The games portion included tossing the haggis, the hammer throw and the intriguing caber toss. For those who missed that event in Torino, a caber looks like a telephone pole on steroids, much I suspect like those who toss them. They lift the caber up, try to balance it and then with a mighty heave that would make Robert the Bruce lose his porridge, they toss the caber up in the air and hopes it lands on the opposite end and then falls over on one of the other competitors. Now what others didn’t notice but I did, being the consummate medical professional, was the hernias that these caber tossers were experiencing, judging by the sudden inflation of the front of their kilts as they grimaced and clutched their sporrans.

Hernias were/are the bread and butter of surgeons or at least the bread part as they make a lot of it fixing weekend caber tossers. Hernias come in all sizes and sorts and can involve places like the stomach, the groin and of course the attractive belly button bulge. A hernia is simply a weakness of a wall that allows something behind it to squeeze out part way; a piece of fat, a piece of bowel, Sigourney Weaver. 20 million groin (inguinal) hernias are repaired each year worldwide. In fact the widening of the world’s waistline is one reason, along with pregnancy and age that supportive muscles deteriorate and allow hernias to develop.

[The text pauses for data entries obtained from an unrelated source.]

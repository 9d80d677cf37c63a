//! PostgreSQL implementation of MissionRepository.

use async_trait::async_trait;
use chrono::{DateTime, Utc};
use sqlx::postgres::PgRow;
use sqlx::PgPool;

use super::mapping::{column, store_error};
use crate::domain::foundation::{DomainError, ErrorCode, MissionId, Timestamp};
use crate::domain::mission::{Mission, MissionDeletePolicy, MissionDetails};
use crate::ports::{MissionDeletion, MissionRepository};

const MISSION_COLUMNS: &str = r#"
    id, title, theme, short_description, description, country, city,
    organisation_name, start_date, end_date, registration_deadline,
    total_seats, image_url, created_at, updated_at
"#;

/// PostgreSQL implementation of MissionRepository.
#[derive(Clone)]
pub struct PostgresMissionRepository {
    pool: PgPool,
}

impl PostgresMissionRepository {
    pub fn new(pool: PgPool) -> Self {
        Self { pool }
    }
}

#[async_trait]
impl MissionRepository for PostgresMissionRepository {
    async fn insert(&self, details: &MissionDetails) -> Result<Mission, DomainError> {
        let sql = format!(
            r#"
            INSERT INTO missions (
                title, theme, short_description, description, country, city,
                organisation_name, start_date, end_date, registration_deadline,
                total_seats, image_url
            ) VALUES ($1, $2, $3, $4, $5, $6, $7, $8, $9, $10, $11, $12)
            RETURNING {}
            "#,
            MISSION_COLUMNS
        );

        let row = sqlx::query(&sql)
            .bind(&details.title)
            .bind(&details.theme)
            .bind(&details.short_description)
            .bind(&details.description)
            .bind(&details.country)
            .bind(&details.city)
            .bind(&details.organisation_name)
            .bind(datetime(&details.start_date))
            .bind(datetime(&details.end_date))
            .bind(datetime(&details.registration_deadline))
            .bind(details.total_seats)
            .bind(&details.image_url)
            .fetch_one(&self.pool)
            .await
            .map_err(|e| store_error("Failed to insert mission", e))?;

        row_to_mission(&row)
    }

    async fn update(&self, mission: &Mission) -> Result<(), DomainError> {
        let details = mission.details();
        let result = sqlx::query(
            r#"
            UPDATE missions SET
                title = $2,
                theme = $3,
                short_description = $4,
                description = $5,
                country = $6,
                city = $7,
                organisation_name = $8,
                start_date = $9,
                end_date = $10,
                registration_deadline = $11,
                total_seats = $12,
                image_url = $13,
                updated_at = $14
            WHERE id = $1
            "#,
        )
        .bind(mission.id().value())
        .bind(&details.title)
        .bind(&details.theme)
        .bind(&details.short_description)
        .bind(&details.description)
        .bind(&details.country)
        .bind(&details.city)
        .bind(&details.organisation_name)
        .bind(datetime(&details.start_date))
        .bind(datetime(&details.end_date))
        .bind(datetime(&details.registration_deadline))
        .bind(details.total_seats)
        .bind(&details.image_url)
        .bind(mission.updated_at().as_datetime())
        .execute(&self.pool)
        .await
        .map_err(|e| store_error("Failed to update mission", e))?;

        if result.rows_affected() == 0 {
            return Err(DomainError::mission_not_found(mission.id()));
        }

        Ok(())
    }

    async fn find_by_id(&self, id: MissionId) -> Result<Option<Mission>, DomainError> {
        let sql = format!("SELECT {} FROM missions WHERE id = $1", MISSION_COLUMNS);
        let row = sqlx::query(&sql)
            .bind(id.value())
            .fetch_optional(&self.pool)
            .await
            .map_err(|e| store_error("Failed to fetch mission", e))?;

        row.as_ref().map(row_to_mission).transpose()
    }

    async fn list_all(&self) -> Result<Vec<Mission>, DomainError> {
        let sql = format!("SELECT {} FROM missions ORDER BY id", MISSION_COLUMNS);
        let rows = sqlx::query(&sql)
            .fetch_all(&self.pool)
            .await
            .map_err(|e| store_error("Failed to list missions", e))?;

        rows.iter().map(row_to_mission).collect()
    }

    async fn delete(
        &self,
        id: MissionId,
        policy: MissionDeletePolicy,
    ) -> Result<MissionDeletion, DomainError> {
        let mut tx = self
            .pool
            .begin()
            .await
            .map_err(|e| store_error("Failed to begin mission delete", e))?;

        // Lock the mission row so no application can be attached meanwhile
        let locked: Option<(i64,)> =
            sqlx::query_as("SELECT id FROM missions WHERE id = $1 FOR UPDATE")
                .bind(id.value())
                .fetch_optional(&mut *tx)
                .await
                .map_err(|e| store_error("Failed to lock mission", e))?;

        if locked.is_none() {
            return Err(DomainError::mission_not_found(id));
        }

        let (count,): (i64,) =
            sqlx::query_as("SELECT COUNT(*) FROM mission_applications WHERE mission_id = $1")
                .bind(id.value())
                .fetch_one(&mut *tx)
                .await
                .map_err(|e| store_error("Failed to count mission applications", e))?;
        let count = count as u64;

        if count > 0 {
            if policy == MissionDeletePolicy::Forbid {
                return Err(DomainError::new(
                    ErrorCode::MissionHasApplications,
                    format!("Mission {} still has {} application(s)", id, count),
                )
                .with_detail("mission_id", id.to_string())
                .with_detail("count", count.to_string()));
            }

            sqlx::query("DELETE FROM mission_applications WHERE mission_id = $1")
                .bind(id.value())
                .execute(&mut *tx)
                .await
                .map_err(|e| store_error("Failed to cascade mission applications", e))?;
        }

        sqlx::query("DELETE FROM missions WHERE id = $1")
            .bind(id.value())
            .execute(&mut *tx)
            .await
            .map_err(|e| store_error("Failed to delete mission", e))?;

        tx.commit()
            .await
            .map_err(|e| store_error("Failed to commit mission delete", e))?;

        Ok(MissionDeletion {
            mission_id: id,
            applications_removed: count,
        })
    }
}

// ════════════════════════════════════════════════════════════════════════════
// Helper functions
// ════════════════════════════════════════════════════════════════════════════

fn datetime(ts: &Option<Timestamp>) -> Option<DateTime<Utc>> {
    ts.as_ref().map(|t| *t.as_datetime())
}

fn timestamp(dt: Option<DateTime<Utc>>) -> Option<Timestamp> {
    dt.map(Timestamp::from_datetime)
}

fn row_to_mission(row: &PgRow) -> Result<Mission, DomainError> {
    let details = MissionDetails {
        title: column(row, "title")?,
        theme: column(row, "theme")?,
        short_description: column(row, "short_description")?,
        description: column(row, "description")?,
        country: column(row, "country")?,
        city: column(row, "city")?,
        organisation_name: column(row, "organisation_name")?,
        start_date: timestamp(column(row, "start_date")?),
        end_date: timestamp(column(row, "end_date")?),
        registration_deadline: timestamp(column(row, "registration_deadline")?),
        total_seats: column(row, "total_seats")?,
        image_url: column(row, "image_url")?,
    };

    let created_at: DateTime<Utc> = column(row, "created_at")?;
    let updated_at: DateTime<Utc> = column(row, "updated_at")?;

    Ok(Mission::reconstitute(
        MissionId::from_raw(column(row, "id")?),
        details,
        Timestamp::from_datetime(created_at),
        Timestamp::from_datetime(updated_at),
    ))
}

Males get more hernias than females by 7:1, usually while operating the freakin’ dill pickle jar or playing pick-up cabers in the back yard. The main problem with hernia bulges, besides ruining your Lulu Lemons, is that a piece of bowel can get caught in the hernia and twist on itself or get pinched off, conditions known as strangulation and incarceration (sort of what happened to my cousin Jake). But the main problem with surgery is the post-operative pain that, in some patients, can last for months. Some doctors feel they should all be fixed before they get larger and harder to repair, others only if they currently cause discomfort.

In children all groin hernias should be considered for surgical repair but the umbilical (navel) outies never need to be fixed before the age of two. By age five if they still have a large outie then they might need a repair as the psychological scar of having classmates using their belly button to play horseshoes will last at least until snack time. Many adults with umbilical hernias like to get them fixed so they can waddle right back onto the beach, swinging those love handles to and fro with abandon.

Most hernias are fixed with a strong mesh device that doubles as a broccoli filter. Should stay strong and fixed at least until… the next Vlasic.